From Down Home’s 2021 Annual Report.

Admittedly, the conversation starts off a little choppy. After all, a stranger has called out of the blue. After a few pleasantries, the stranger starts asking about how involved the government should be in the economic recovery. Should the government be doing more for working people? For jobs? For the economy? The woman on the line answers hesitantly. 

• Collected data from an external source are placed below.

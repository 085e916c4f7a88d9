use anyhow::{Context, Result};
use serde::{Deserialize, Serialize};
use std::time::Duration;
use tracing::debug;

use super::{LlmProvider, LlmRequest, LlmResponse, UsageMetadata};

pub const DEFAULT_CHAT_URL: &str = "https://api.openai.com/v1/chat/completions";

/// Remote LLM provider using OpenAI-compatible HTTP API
pub struct RemoteLlmProvider {
    base_url: String,
    api_key: String,
    model: String,
    default_timeout: Duration,
    default_max_tokens: Option<usize>,
    default_temperature: Option<f32>,
    client: reqwest::Client,
}

impl RemoteLlmProvider {
    pub fn new(
        base_url: impl Into<String>,
        api_key: impl Into<String>,
        model: impl Into<String>,
    ) -> Self {
        Self {
            base_url: base_url.into(),
            api_key: api_key.into(),
            model: model.into(),
            default_timeout: Duration::from_secs(60),
            default_max_tokens: None,
            default_temperature: None,
            client: reqwest::Client::new(),
        }
    }

    pub fn with_defaults(
        mut self,
        timeout_secs: u64,
        max_tokens: Option<usize>,
        temperature: Option<f32>,
    ) -> Self {
        self.default_timeout = Duration::from_secs(timeout_secs);
        self.default_max_tokens = max_tokens;
        self.default_temperature = temperature;
        self
    }

    pub fn model(&self) -> &str {
        &self.model
    }
}

#[async_trait::async_trait]
impl LlmProvider for RemoteLlmProvider {
    async fn generate(&self, request: LlmRequest) -> Result<LlmResponse> {
        let timeout = request
            .timeout_seconds
            .map(Duration::from_secs)
            .unwrap_or(self.default_timeout);

        // Build OpenAI-compatible request: a single user-role message
        let req_body = OpenAiRequest {
            model: self.model.clone(),
            messages: vec![Message {
                role: "user".to_string(),
                content: request.prompt,
            }],
            max_tokens: request.max_tokens.or(self.default_max_tokens),
            temperature: request.temperature.or(self.default_temperature),
        };

        let response = tokio::time::timeout(
            timeout,
            self.client
                .post(&self.base_url)
                .header("Authorization", format!("Bearer {}", self.api_key))
                .header("Content-Type", "application/json")
                .json(&req_body)
                .send(),
        )
        .await
        .context("LLM request timed out")?
        .context("LLM HTTP request failed")?;

        if !response.status().is_success() {
            let status = response.status();
            let body = response.text().await.unwrap_or_default();
            anyhow::bail!("LLM API error {}: {}", status, body);
        }

        let resp_body: OpenAiResponse = tokio::time::timeout(timeout, response.json())
            .await
            .context("LLM response timed out")?
            .context("Failed to parse LLM response")?;

        let choice = resp_body
            .choices
            .into_iter()
            .next()
            .context("LLM response has no choices")?;

        let usage = resp_body
            .usage
            .map(|u| UsageMetadata {
                prompt_tokens: u.prompt_tokens.unwrap_or(0),
                completion_tokens: u.completion_tokens.unwrap_or(0),
                total_tokens: u.total_tokens.unwrap_or(0),
            })
            .unwrap_or_default();

        debug!(total_tokens = usage.total_tokens, "LLM completion received");

        Ok(LlmResponse {
            content: choice.message.content,
            usage,
            model: resp_body.model.unwrap_or_else(|| self.model.clone()),
        })
    }
}

// OpenAI API request/response structures
#[derive(Debug, Serialize)]
struct OpenAiRequest {
    model: String,
    messages: Vec<Message>,
    #[serde(skip_serializing_if = "Option::is_none")]
    max_tokens: Option<usize>,
    #[serde(skip_serializing_if = "Option::is_none")]
    temperature: Option<f32>,
}

#[derive(Debug, Serialize, Deserialize)]
struct Message {
    role: String,
    content: String,
}

#[derive(Debug, Deserialize)]
struct OpenAiResponse {
    model: Option<String>,
    choices: Vec<Choice>,
    #[serde(default)]
    usage: Option<Usage>,
}

#[derive(Debug, Deserialize)]
struct Choice {
    message: Message,
}

#[derive(Debug, Deserialize)]
struct Usage {
    #[serde(default)]
    prompt_tokens: Option<usize>,
    #[serde(default)]
    completion_tokens: Option<usize>,
    #[serde(default)]
    total_tokens: Option<usize>,
}
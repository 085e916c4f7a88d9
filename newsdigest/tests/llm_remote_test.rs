use newsdigest::llm::remote::RemoteLlmProvider;
use newsdigest::llm::{LlmProvider, LlmRequest};

fn completion_body(content: &str) -> String {
    serde_json::json!({
        "model": "gpt-4",
        "choices": [{
            "message": { "role": "assistant", "content": content },
            "finish_reason": "stop"
        }],
        "usage": { "prompt_tokens": 10, "completion_tokens": 5, "total_tokens": 15 }
    })
    .to_string()
}

#[tokio::test]
async fn test_remote_provider_with_mock() {
    let mut server = mockito::Server::new_async().await;

    let mock = server
        .mock("POST", "/")
        .match_header("authorization", "Bearer fake-api-key")
        .match_body(mockito::Matcher::PartialJson(serde_json::json!({
            "model": "gpt-4",
            "messages": [{ "role": "user", "content": "Test prompt" }]
        })))
        .with_status(200)
        .with_header("content-type", "application/json")
        .with_body(completion_body("This is a test response"))
        .create_async()
        .await;

    let provider = RemoteLlmProvider::new(server.url(), "fake-api-key", "gpt-4");

    let request = LlmRequest {
        prompt: "Test prompt".to_string(),
        max_tokens: Some(100),
        temperature: Some(0.7),
        timeout_seconds: Some(10),
    };

    let result = provider.generate(request).await;

    assert!(result.is_ok());
    let response = result.unwrap();
    assert_eq!(response.content, "This is a test response");
    assert_eq!(response.usage.prompt_tokens, 10);
    assert_eq!(response.usage.completion_tokens, 5);
    assert_eq!(response.usage.total_tokens, 15);
    assert_eq!(response.model, "gpt-4");

    mock.assert_async().await;
}

#[tokio::test]
async fn test_remote_provider_without_usage() {
    let mut server = mockito::Server::new_async().await;

    let _mock = server
        .mock("POST", "/")
        .with_status(200)
        .with_header("content-type", "application/json")
        .with_body(r#"{"choices": [{"message": {"role": "assistant", "content": "Neutral"}}]}"#)
        .create_async()
        .await;

    let provider = RemoteLlmProvider::new(server.url(), "fake-api-key", "gpt-4");
    let response = provider.generate(LlmRequest::prompt("Test")).await.unwrap();

    assert_eq!(response.content, "Neutral");
    assert_eq!(response.usage.total_tokens, 0);
    // falls back to the configured model name
    assert_eq!(response.model, "gpt-4");
}

#[tokio::test]
async fn test_remote_provider_error_handling() {
    let mut server = mockito::Server::new_async().await;

    let mock = server
        .mock("POST", "/")
        .with_status(429)
        .with_header("content-type", "application/json")
        .with_body(r#"{"error": {"message": "Rate limit exceeded"}}"#)
        .create_async()
        .await;

    let provider = RemoteLlmProvider::new(server.url(), "fake-api-key", "gpt-4");

    let result = provider.generate(LlmRequest::prompt("Test")).await;

    assert!(result.is_err());
    let err = result.unwrap_err();
    assert!(err.to_string().contains("429"));

    mock.assert_async().await;
}

#[tokio::test]
async fn test_remote_provider_no_choices() {
    let mut server = mockito::Server::new_async().await;

    let _mock = server
        .mock("POST", "/")
        .with_status(200)
        .with_header("content-type", "application/json")
        .with_body(r#"{"model": "gpt-4", "choices": []}"#)
        .create_async()
        .await;

    let provider = RemoteLlmProvider::new(server.url(), "fake-api-key", "gpt-4");
    let err = provider.generate(LlmRequest::prompt("Test")).await.unwrap_err();
    assert!(err.to_string().contains("no choices"));
}

#[tokio::test]
async fn test_remote_provider_timeout() {
    let mut server = mockito::Server::new_async().await;

    // Mock slow response
    let _mock = server
        .mock("POST", "/")
        .with_status(200)
        .with_chunked_body(|w| {
            std::thread::sleep(std::time::Duration::from_secs(3));
            w.write_all(b"too late")
        })
        .create_async()
        .await;

    let provider = RemoteLlmProvider::new(server.url(), "fake-api-key", "gpt-4");

    let request = LlmRequest {
        prompt: "Test".to_string(),
        max_tokens: None,
        temperature: None,
        timeout_seconds: Some(1), // 1 second timeout
    };

    let result = provider.generate(request).await;

    assert!(result.is_err());
    assert!(result.unwrap_err().to_string().contains("timed out"));
}
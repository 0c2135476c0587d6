//! Security enforcement (SPEC_FULL.md §4.7): the route's declared
//! `SecurityRequirements` gated against the request's `AuthUser` by a
//! pluggable `SecurityEnforcer` strategy.
//!
//! Grounded on `http/authorization.rs`'s `RuleSet`/`PolicySet` allow/deny
//! shape from the teacher, generalized from a CEL-expression evaluator (the
//! teacher's own engine, dropped — see `DESIGN.md`) to a roles/permissions/
//! resource evaluator matching this spec's data model.
pub mod jwt;

use std::sync::Arc;

use async_trait::async_trait;

/// The authenticated subject, attached to the request context by the JWT
/// middleware (SPEC_FULL.md §3 "AuthUser").
#[derive(Debug, Clone, PartialEq, Eq)]
pub struct AuthUser {
	pub id: String,
	pub roles: Vec<String>,
}

impl AuthUser {
	pub fn has_role(&self, role: &str) -> bool {
		self.roles.iter().any(|r| r == role)
	}
}

/// A route's security policy. The constructor enforces the invariant in
/// SPEC_FULL.md §3: if any of roles/permissions/resource is non-empty,
/// `require_auth` is implicitly true, regardless of what the caller passed.
#[derive(Debug, Clone, Default)]
pub struct SecurityRequirements {
	pub roles: Vec<String>,
	pub permissions: Vec<String>,
	pub resource: Option<String>,
	pub action: Option<String>,
	require_auth: bool,
}

impl SecurityRequirements {
	pub fn new(roles: Vec<String>, permissions: Vec<String>, resource: Option<String>, action: Option<String>, require_auth: bool) -> Self {
		let implied = !roles.is_empty() || !permissions.is_empty() || resource.is_some();
		Self { roles, permissions, resource, action, require_auth: require_auth || implied }
	}

	pub fn none() -> Self {
		Self::default()
	}

	pub fn with_roles(roles: impl IntoIterator<Item = impl Into<String>>) -> Self {
		Self::new(roles.into_iter().map(Into::into).collect(), Vec::new(), None, None, false)
	}

	pub fn require_auth(&self) -> bool {
		self.require_auth
	}

	pub fn is_empty(&self) -> bool {
		!self.require_auth
	}
}

#[derive(Debug, Clone, thiserror::Error)]
pub enum EnforceError {
	#[error("no authenticated user for a route requiring auth")]
	MissingAuthUser,
	#[error("simple enforcer rejects permission/resource requirements")]
	SimpleEnforcerUnsupportedRequirement,
	#[error("policy engine error: {0}")]
	PolicyEngine(String),
}

/// A resource/role policy evaluator, the hook a `casbin` adapter would
/// implement (SPEC_FULL.md §4.7 "Policy" strategy, "resource-check first
/// ... via a policy engine"). The runtime owns only this trait, not any
/// concrete Casbin integration (§1 out-of-scope list).
pub trait PolicyEngine: Send + Sync {
	fn allowed(&self, roles: &[String], resource: &str, action: &str) -> Result<bool, EnforceError>;
}

#[async_trait]
pub trait SecurityEnforcer: Send + Sync {
	async fn enforce(&self, user: &AuthUser, requirements: &SecurityRequirements) -> Result<bool, EnforceError>;
}

/// `simple`: union semantics on roles; rejects configs naming permissions or
/// a resource (SPEC_FULL.md §4.7).
pub struct SimpleEnforcer;

#[async_trait]
impl SecurityEnforcer for SimpleEnforcer {
	async fn enforce(&self, user: &AuthUser, requirements: &SecurityRequirements) -> Result<bool, EnforceError> {
		if !requirements.permissions.is_empty() || requirements.resource.is_some() {
			return Err(EnforceError::SimpleEnforcerUnsupportedRequirement);
		}
		if requirements.roles.is_empty() {
			return Ok(true);
		}
		Ok(requirements.roles.iter().any(|r| user.has_role(r)))
	}
}

/// `casbin`: resource-check first (template-expanded resource string ×
/// user's roles), then all-of permissions, then any-of roles.
pub struct PolicyEnforcer {
	pub engine: Arc<dyn PolicyEngine>,
}

impl PolicyEnforcer {
	pub fn new(engine: Arc<dyn PolicyEngine>) -> Self {
		Self { engine }
	}

	/// Expands `{param}` placeholders in a resource template against the
	/// user id, e.g. `/users/{id}` with `user.id = "42"` (a route-level
	/// path-param substitution would be layered on by the caller before
	/// this, via `expand_resource`).
	pub fn expand_resource(template: &str, params: &std::collections::HashMap<String, String>) -> String {
		let mut out = template.to_string();
		for (k, v) in params {
			out = out.replace(&format!("{{{k}}}"), v);
		}
		out
	}
}

#[async_trait]
impl SecurityEnforcer for PolicyEnforcer {
	async fn enforce(&self, user: &AuthUser, requirements: &SecurityRequirements) -> Result<bool, EnforceError> {
		if let Some(resource) = &requirements.resource {
			let action = requirements.action.as_deref().unwrap_or("*");
			if self.engine.allowed(&user.roles, resource, action)? {
				return Ok(true);
			}
		}
		if !requirements.permissions.is_empty() {
			// All-of: every named permission must itself be a role the user
			// holds (permissions are modeled as roles granted by the policy
			// store, consistent with the teacher's flat role-set model).
			return Ok(requirements.permissions.iter().all(|p| user.has_role(p)));
		}
		if !requirements.roles.is_empty() {
			return Ok(requirements.roles.iter().any(|r| user.has_role(r)));
		}
		Ok(true)
	}
}

/// `custom`: user-supplied strategy, wrapped so the enforcement middleware
/// (`middleware.rs`) can hold it as `Arc<dyn SecurityEnforcer>` alongside the
/// built-ins.
pub struct CustomEnforcer<F> {
	inner: F,
}

impl<F> CustomEnforcer<F> {
	pub fn new(inner: F) -> Self {
		Self { inner }
	}
}

#[async_trait]
impl<F> SecurityEnforcer for CustomEnforcer<F>
where
	F: Fn(&AuthUser, &SecurityRequirements) -> Result<bool, EnforceError> + Send + Sync,
{
	async fn enforce(&self, user: &AuthUser, requirements: &SecurityRequirements) -> Result<bool, EnforceError> {
		(self.inner)(user, requirements)
	}
}

/// Runs the §4.7 soundness checks: no requirements → pass; requirements but
/// no `AuthUser` → caller should emit `401` (signaled by `MissingAuthUser`);
/// otherwise delegate to the strategy.
pub async fn check(
	enforcer: &dyn SecurityEnforcer,
	user: Option<&AuthUser>,
	requirements: &SecurityRequirements,
) -> Result<bool, EnforceError> {
	if requirements.is_empty() {
		return Ok(true);
	}
	let Some(user) = user else {
		return Err(EnforceError::MissingAuthUser);
	};
	enforcer.enforce(user, requirements).await
}

#[cfg(test)]
mod tests {
	use super::*;

	#[tokio::test]
	async fn simple_enforcer_passes_on_role_intersection() {
		let enforcer = SimpleEnforcer;
		let user = AuthUser { id: "1".into(), roles: vec!["user".into()] };
		let reqs = SecurityRequirements::with_roles(["admin", "user"]);
		assert!(check(&enforcer, Some(&user), &reqs).await.unwrap());
	}

	#[tokio::test]
	async fn simple_enforcer_denies_without_intersection() {
		// S6 in SPEC_FULL.md §8.
		let enforcer = SimpleEnforcer;
		let user = AuthUser { id: "1".into(), roles: vec!["user".into()] };
		let reqs = SecurityRequirements::with_roles(["admin"]);
		assert!(!check(&enforcer, Some(&user), &reqs).await.unwrap());
	}

	#[tokio::test]
	async fn no_requirements_passes_without_user() {
		let enforcer = SimpleEnforcer;
		let reqs = SecurityRequirements::none();
		assert!(check(&enforcer, None, &reqs).await.unwrap());
	}

	#[tokio::test]
	async fn requirements_without_user_is_missing_auth_user() {
		let enforcer = SimpleEnforcer;
		let reqs = SecurityRequirements::with_roles(["admin"]);
		assert!(matches!(check(&enforcer, None, &reqs).await, Err(EnforceError::MissingAuthUser)));
	}

	#[test]
	fn require_auth_implied_by_roles() {
		let reqs = SecurityRequirements::new(vec!["admin".into()], vec![], None, None, false);
		assert!(reqs.require_auth());
	}
}
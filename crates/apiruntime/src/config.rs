//! Typed configuration structs (SPEC_FULL.md §6 "Config — keys the core
//! consumes").
//!
//! Grounded directly on `agentgateway::RawConfig`'s pattern:
//! `#[serde(rename_all = "camelCase", deny_unknown_fields)]`, every field
//! `Option<T>` so a partially-specified document still parses, with defaults
//! applied in a `finish`-style step (here, `Default` impls plus the `serde`
//! `#[serde(default)]` attribute rather than a separate raw/finished type
//! pair, since none of these structs need a fallible finish step the way the
//! teacher's xDS address resolution did).
use std::sync::Arc;

use jsonwebtoken::Algorithm;
use secrecy::SecretString;
use serde::Deserialize;

use crate::security::jwt::{JwtConfig, TokenSource, TokenSourceConfig};

fn default_host() -> String {
	"0.0.0.0".to_string()
}
fn default_port() -> u16 {
	8080
}
fn default_read_timeout() -> u64 {
	15
}
fn default_write_timeout() -> u64 {
	15
}
fn default_idle_timeout() -> u64 {
	60
}
fn default_shutdown_timeout() -> u64 {
	10
}

/// `httpserver.server.*`.
#[derive(Debug, Clone, Deserialize)]
#[serde(rename_all = "camelCase", deny_unknown_fields, default)]
pub struct HttpServerConfig {
	pub host: String,
	pub port: u16,
	pub read_timeout: u64,
	pub write_timeout: u64,
	pub idle_timeout: u64,
	pub shutdown_timeout: u64,
}

impl Default for HttpServerConfig {
	fn default() -> Self {
		Self {
			host: default_host(),
			port: default_port(),
			read_timeout: default_read_timeout(),
			write_timeout: default_write_timeout(),
			idle_timeout: default_idle_timeout(),
			shutdown_timeout: default_shutdown_timeout(),
		}
	}
}

impl HttpServerConfig {
	pub fn bind_addr(&self) -> String {
		format!("{}:{}", self.host, self.port)
	}
}

/// `httpserver.cors.*`.
#[derive(Debug, Clone, Default, Deserialize)]
#[serde(rename_all = "camelCase", deny_unknown_fields, default)]
pub struct CorsConfig {
	pub enabled: bool,
	pub origins: Vec<String>,
	pub methods: Vec<String>,
	pub headers: Vec<String>,
	pub exposed: Vec<String>,
	pub allow_credentials: bool,
	pub max_age: Option<u64>,
}

impl CorsConfig {
	/// Builds the `tower_http::cors::CorsLayer` this config describes.
	/// `methods`/`headers`/entries that fail to parse as HTTP tokens are
	/// skipped rather than failing startup, matching the lenient-parse
	/// posture the tag parser (`tag.rs`) uses elsewhere in this crate.
	pub fn to_layer(&self) -> tower_http::cors::CorsLayer {
		use axum::http::{HeaderName, Method};
		use tower_http::cors::{AllowOrigin, CorsLayer};

		let mut layer = CorsLayer::new();

		layer = if self.origins.iter().any(|o| o == "*") {
			layer.allow_origin(AllowOrigin::any())
		} else {
			let origins: Vec<_> = self.origins.iter().filter_map(|o| o.parse().ok()).collect();
			layer.allow_origin(origins)
		};

		let methods: Vec<Method> = self.methods.iter().filter_map(|m| m.parse().ok()).collect();
		if !methods.is_empty() {
			layer = layer.allow_methods(methods);
		}

		let headers: Vec<HeaderName> = self.headers.iter().filter_map(|h| h.parse().ok()).collect();
		if !headers.is_empty() {
			layer = layer.allow_headers(headers);
		}

		let exposed: Vec<HeaderName> = self.exposed.iter().filter_map(|h| h.parse().ok()).collect();
		if !exposed.is_empty() {
			layer = layer.expose_headers(exposed);
		}

		if self.allow_credentials {
			layer = layer.allow_credentials(true);
		}
		if let Some(secs) = self.max_age {
			layer = layer.max_age(std::time::Duration::from_secs(secs));
		}
		layer
	}
}

/// `httpserver.logging.*`.
#[derive(Debug, Clone, Deserialize)]
#[serde(rename_all = "camelCase", deny_unknown_fields, default)]
pub struct LoggingConfig {
	pub enabled: bool,
	pub level: String,
	pub schema: apicore::telemetry::LogSchema,
	pub recover_panics: bool,
	pub skip_paths: Vec<String>,
}

impl Default for LoggingConfig {
	fn default() -> Self {
		Self {
			enabled: true,
			level: "info".to_string(),
			schema: apicore::telemetry::LogSchema::default(),
			recover_panics: true,
			skip_paths: Vec::new(),
		}
	}
}

/// `httpserver.api.*`.
#[derive(Debug, Clone, Deserialize)]
#[serde(rename_all = "camelCase", deny_unknown_fields, default)]
pub struct ApiConfig {
	pub spec_path: String,
	pub docs_path: String,
	pub schemas_path: String,
	pub default_format: String,
	pub no_format_fallback: bool,
}

impl Default for ApiConfig {
	fn default() -> Self {
		Self {
			spec_path: "/openapi".to_string(),
			docs_path: "/docs".to_string(),
			schemas_path: "/schemas".to_string(),
			default_format: "application/json".to_string(),
			no_format_fallback: false,
		}
	}
}

/// `httpserver.openapi.*`.
#[derive(Debug, Clone, Default, Deserialize)]
#[serde(rename_all = "camelCase", deny_unknown_fields, default)]
pub struct OpenApiConfig {
	pub title: String,
	pub version: String,
	pub description: Option<String>,
	pub contact: Option<String>,
	pub license: Option<String>,
	pub tags: Vec<String>,
	pub security: Vec<String>,
}

/// `security.enforcer.type`.
#[derive(Debug, Clone, Copy, PartialEq, Eq, Deserialize)]
#[serde(rename_all = "lowercase")]
pub enum EnforcerKind {
	Simple,
	Casbin,
	Custom,
}

impl Default for EnforcerKind {
	fn default() -> Self {
		EnforcerKind::Simple
	}
}

#[derive(Debug, Clone, Default, Deserialize)]
#[serde(rename_all = "camelCase", deny_unknown_fields, default)]
pub struct EnforcerConfig {
	#[serde(rename = "type")]
	pub kind: EnforcerKind,
}

/// `security.jwt.*`. `secret` is read as plain text here and immediately
/// wrapped in `secrecy::SecretString` by `finish()` — the config file is the
/// only place the raw value exists outside the wrapper.
#[derive(Debug, Clone, Deserialize)]
#[serde(rename_all = "camelCase", deny_unknown_fields)]
pub struct RawJwtConfig {
	pub algorithm: Algorithm,
	pub secret: Option<String>,
	pub private_key_path: Option<String>,
	pub public_key_path: Option<String>,
	#[serde(default = "default_access_token_expiry")]
	pub access_token_expiry: u64,
	#[serde(default = "default_refresh_token_expiry")]
	pub refresh_token_expiry: u64,
}

fn default_access_token_expiry() -> u64 {
	900
}
fn default_refresh_token_expiry() -> u64 {
	604_800
}

impl RawJwtConfig {
	/// Resolves the on-disk key material into the `JwtConfig` the JWT
	/// middleware consumes. Asymmetric algorithms (key-pair based, read from
	/// `private_key_path`/`public_key_path`) are out of this crate's scope
	/// (§1 "JWT cryptography ... the runtime owns only the enforcement
	/// hook") — only the shared-secret path is wired up here.
	pub fn finish(&self) -> anyhow::Result<JwtConfig> {
		let secret = self
			.secret
			.clone()
			.ok_or_else(|| anyhow::anyhow!("security.jwt.secret is required (asymmetric keys are a host-supplied collaborator)"))?;
		Ok(JwtConfig { algorithm: self.algorithm, secret: Arc::new(SecretString::from(secret)) })
	}
}

/// `security.token_source.*`.
#[derive(Debug, Clone, Deserialize)]
#[serde(rename_all = "camelCase", deny_unknown_fields, default)]
pub struct RawTokenSourceConfig {
	pub sources: Vec<String>,
	pub header_name: String,
	pub cookie_name: String,
}

impl Default for RawTokenSourceConfig {
	fn default() -> Self {
		let default = TokenSourceConfig::default();
		Self { sources: vec!["header".to_string(), "cookie".to_string()], header_name: default.header_name, cookie_name: default.cookie_name }
	}
}

impl RawTokenSourceConfig {
	pub fn finish(&self) -> TokenSourceConfig {
		let sources = self
			.sources
			.iter()
			.filter_map(|s| match s.as_str() {
				"header" => Some(TokenSource::AuthorizationHeader),
				"cookie" => Some(TokenSource::Cookie),
				_ => None,
			})
			.collect();
		TokenSourceConfig { sources, header_name: self.header_name.clone(), cookie_name: self.cookie_name.clone() }
	}
}

/// The top-level document `apiruntime-app` reads (`--config <path>`), one
/// section per built-in subsystem. Unknown top-level keys are rejected the
/// same way the teacher's `RawConfig` rejects them, so a typo in a config
/// file is a startup error, not a silently-ignored no-op.
#[derive(Debug, Clone, Default, Deserialize)]
#[serde(rename_all = "camelCase", deny_unknown_fields, default)]
pub struct AppConfig {
	pub httpserver: HttpServerSection,
	pub security: SecuritySection,
}

#[derive(Debug, Clone, Default, Deserialize)]
#[serde(rename_all = "camelCase", deny_unknown_fields, default)]
pub struct HttpServerSection {
	pub server: HttpServerConfig,
	pub cors: CorsConfig,
	pub logging: LoggingConfig,
	pub api: ApiConfig,
	pub openapi: OpenApiConfig,
}

#[derive(Debug, Clone, Deserialize)]
#[serde(rename_all = "camelCase", deny_unknown_fields, default)]
pub struct SecuritySection {
	pub jwt: Option<RawJwtConfig>,
	pub token_source: RawTokenSourceConfig,
	pub enforcer: EnforcerConfig,
}

impl Default for SecuritySection {
	fn default() -> Self {
		Self { jwt: None, token_source: RawTokenSourceConfig::default(), enforcer: EnforcerConfig::default() }
	}
}

#[cfg(test)]
mod tests {
	use super::*;

	#[test]
	fn server_defaults_match_spec() {
		let cfg = HttpServerConfig::default();
		assert_eq!(cfg.bind_addr(), "0.0.0.0:8080");
		assert_eq!(cfg.read_timeout, 15);
		assert_eq!(cfg.shutdown_timeout, 10);
	}

	#[test]
	fn app_config_parses_minimal_yaml() {
		let yaml = r#"
httpserver:
  server:
    port: 9090
security:
  enforcer:
    type: simple
"#;
		let cfg: AppConfig = serde_yaml::from_str(yaml).unwrap();
		assert_eq!(cfg.httpserver.server.port, 9090);
		assert_eq!(cfg.httpserver.server.host, "0.0.0.0");
		assert_eq!(cfg.security.enforcer.kind, EnforcerKind::Simple);
	}

	#[test]
	fn unknown_top_level_key_is_rejected() {
		let yaml = "nonsense: true\n";
		assert!(serde_yaml::from_str::<AppConfig>(yaml).is_err());
	}

	#[test]
	fn jwt_config_requires_a_secret() {
		let raw = RawJwtConfig {
			algorithm: Algorithm::HS256,
			secret: None,
			private_key_path: None,
			public_key_path: None,
			access_token_expiry: 900,
			refresh_token_expiry: 604_800,
		};
		assert!(raw.finish().is_err());
	}

	#[test]
	fn token_source_finish_maps_names() {
		let raw = RawTokenSourceConfig { sources: vec!["cookie".to_string()], header_name: "Authorization".to_string(), cookie_name: "access_token".to_string() };
		let finished = raw.finish();
		assert_eq!(finished.sources, vec![TokenSource::Cookie]);
	}
}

Fifteen minutes later, however, a dialogue is emerging. The caller– a member of Down Home’s Deep Canvassing Team– is sharing about her own anxiety during the early days of the  pandemic when she pieced together jobs into a near 80 hour work week to cover her basic needs. The woman on the line was empathetic, but uncertain about how much she wanted to see the government involved in her day to day life. But soon she reveals that she is concerned about her daughter who can’t get on Medicaid but needs to go to the doctor fairly regularly. “This situation could bankrupt her,” she says. Together, the caller and the woman agree that if the North Carolina General Assembly would pass Medicaid expansion then not only would the woman’s daughter’s life be better, but her community would feel safer, more secure. 

Deep Curiosity

Calling strangers and asking them to talk about politics doesn’t sound like it would work, but this is exactly what Down Home’s Deep Canvassing team has been doing thousands of times over this year– with proven results. 

There’s a stereotype about rural folks being suspicious of outsiders and our deep canvassers are proving it wrong. Tabatha Davis, a Down Home member and deep canvasser who lives out in the country herself, says that the further out she goes to knock on a door, the more eager people seem to be to talk. “You just have to show them you aren’t trying to sell them something or get them to do anything,” she says. “You can show them that you are there to listen because you are a lot like them and care.” 

Neko Schmidt makes deep canvassing calls from his basement that doubles as his art studio. Sometimes his kids join him, keeping him company as he works. “Sure some folks just hang up on you,” he explains. “But on a good night you will get three or four really good conversations where you feel like the person is really heard.”

“Often you will talk to someone who doesn’t think their opinion matters because they are not educated about politics or they don’t see themselves particularly interested in politics. Once you tell them these politics impact them and by that fact alone their opinion matters, they start to open up.”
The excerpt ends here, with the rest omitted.